With those usually cell voltage is allowed to even exceed 3.6V accelerating even more battery degradation. Inefficient cell balancing done on individual cell not taking in to account the other cell voltages so no being able to do an effective cell balancing.
All this and more are the reason I decided to invest the time and do my own version.
Most laptops for example will charge the battery with CC and CV to 4.2V with no option to set that lower to prolong the battery life except for some expensive IBM / Lenovo models that have that functionality in BIOS. I mostly used laptops plugged in and kept the battery there as an UPS sort of protection but that damaged the battery quite fast I will have liked to have such a function so that battery will only be charged to 80% and last a lot longer.
It dose not mean that other laptop manufacturers did not know about this benefit is just that they did not care the battery lasted enough anyway and they preferred that they clients where happy with the run time did not care they will need to buy another laptop or battery soon after the warranty was gone
Same with my current phone with non removable battery that is almost dead because the phone is always connected to charger since the phone is used for internet acnes all day.

You probably know this graph from battery university about the cycle life versus just small cell over voltage on LiCoO2 the LiFePO4 has better tolerance to over voltage but the life cycle will still be affected in a similar way.

[mtdoc]

Ok - sounds reasonable enough but it seems that you're making a pretty remarkable claim - that is that you know something the other LiFePO4 charger manufacturers don't - some actual references to support your theory would be nice. I mean there are many battery chemists, physicists, and engineers who have spent a lot of time developing LiFePO4 technology.  How is it that you know something they don't - or if they do - where have they published it?

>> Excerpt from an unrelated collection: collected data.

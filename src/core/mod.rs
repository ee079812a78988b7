//! Format validators and the extension registry that dispatches to them

pub mod validator;
pub mod pdf_validator;
pub mod image_validator;
pub mod registry;

pub use validator::{ValidationOutcome, Validator, ValidatorError};
pub use pdf_validator::{CommandProbe, PdfProbe, PdfValidator, ProbeStatus};
pub use image_validator::ImageValidator;
pub use registry::ValidatorRegistry;
//! PDF validation through an external introspection tool
//!
//! The validator never parses PDF internals itself. It hands the file to a
//! probe (by default `pdfinfo`) and trusts the probe's exit status.

use std::io;
use std::path::Path;
use std::process::{Command, ExitStatus, Stdio};

use super::validator::{ValidationOutcome, Validator, ValidatorError};

/// Default external tool used to probe PDFs
pub const DEFAULT_PDF_PROBE: &str = "pdfinfo";

/// Result of one successful probe launch
#[derive(Debug, Clone, PartialEq, Eq)]
pub enum ProbeStatus {
    Passed,
    Failed(String),
}

/// Something that can answer "does this PDF parse?"
///
/// `Err` means the probe could not be run at all, not that the file is bad.
pub trait PdfProbe: Send + Sync {
    /// Name reported when the probe is unavailable
    fn name(&self) -> &str;

    fn probe(&self, path: &Path) -> io::Result<ProbeStatus>;

    /// Verify the probe can be launched. Called once before a scan.
    fn check_available(&self) -> io::Result<()> {
        Ok(())
    }
}

/// Probe that spawns an external program with the file as its only argument
#[derive(Debug, Clone)]
pub struct CommandProbe {
    program: String,
}

impl CommandProbe {
    pub fn new(program: impl Into<String>) -> Self {
        Self {
            program: program.into(),
        }
    }

    fn quiet_command(&self) -> Command {
        let mut cmd = Command::new(&self.program);
        cmd.stdin(Stdio::null())
            .stdout(Stdio::null())
            .stderr(Stdio::null());
        cmd
    }
}

impl Default for CommandProbe {
    fn default() -> Self {
        Self::new(DEFAULT_PDF_PROBE)
    }
}

impl PdfProbe for CommandProbe {
    fn name(&self) -> &str {
        &self.program
    }

    fn probe(&self, path: &Path) -> io::Result<ProbeStatus> {
        let status = self.quiet_command().arg(path).status()?;
        Ok(classify_exit(status))
    }

    fn check_available(&self) -> io::Result<()> {
        // Only a failed launch matters here; version flags exit non-zero on some builds
        self.quiet_command().arg("-v").status().map(|_| ())
    }
}

fn classify_exit(status: ExitStatus) -> ProbeStatus {
    if status.success() {
        ProbeStatus::Passed
    } else {
        match status.code() {
            Some(code) => ProbeStatus::Failed(format!("non-zero probe exit ({})", code)),
            None => ProbeStatus::Failed("probe terminated by signal".to_string()),
        }
    }
}

/// Validator for `.pdf` files
pub struct PdfValidator {
    probe: Box<dyn PdfProbe>,
}

impl PdfValidator {
    pub fn new(probe: Box<dyn PdfProbe>) -> Self {
        Self { probe }
    }

    /// Validator backed by an external program such as `pdfinfo`
    pub fn with_command(program: impl Into<String>) -> Self {
        Self::new(Box::new(CommandProbe::new(program)))
    }

    fn unavailable(&self, source: io::Error) -> ValidatorError {
        ValidatorError::ToolUnavailable {
            tool: self.probe.name().to_string(),
            source,
        }
    }
}

impl Default for PdfValidator {
    fn default() -> Self {
        Self::new(Box::new(CommandProbe::default()))
    }
}

impl Validator for PdfValidator {
    fn kind(&self) -> &'static str {
        "PDF"
    }

    fn validate(&self, path: &Path) -> Result<ValidationOutcome, ValidatorError> {
        match self.probe.probe(path) {
            Ok(ProbeStatus::Passed) => Ok(ValidationOutcome::Valid),
            Ok(ProbeStatus::Failed(reason)) => Ok(ValidationOutcome::invalid(reason)),
            Err(e) => Err(self.unavailable(e)),
        }
    }

    fn preflight(&self) -> Result<(), ValidatorError> {
        self.probe.check_available().map_err(|e| self.unavailable(e))
    }
}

What other LiFePO4 chargers ?

Many. Here's two companies to start:

Manzanita Micro
Powerstream

From Powerstream (the second link):

During the conventional lithium ion charging process, a conventional Li-ion Battery containing lithium iron phosphate (LiFePO4) needs two steps to be fully charged: step 1 uses constant current (CC) to reach about 60% State of Charge (SOC); step 2 takes place when charge voltage reaches 3.65V per cell, which is the upper limit of effective charging voltage.

You probably know this graph from battery university about the cycle life versus just small cell over voltage on LiCoO2 the LiFePO4 has better tolerance to over voltage but the life cycle will still be affected in a similar way.

Nice graph but not relevant to the question.

BTW - I'm not disputing that you can charge LiFePO4 cells at 3.4V - it's just that I've never seen any data supporting what you say about a CC stage followed by a CV stage at 3.6V shortens battery life.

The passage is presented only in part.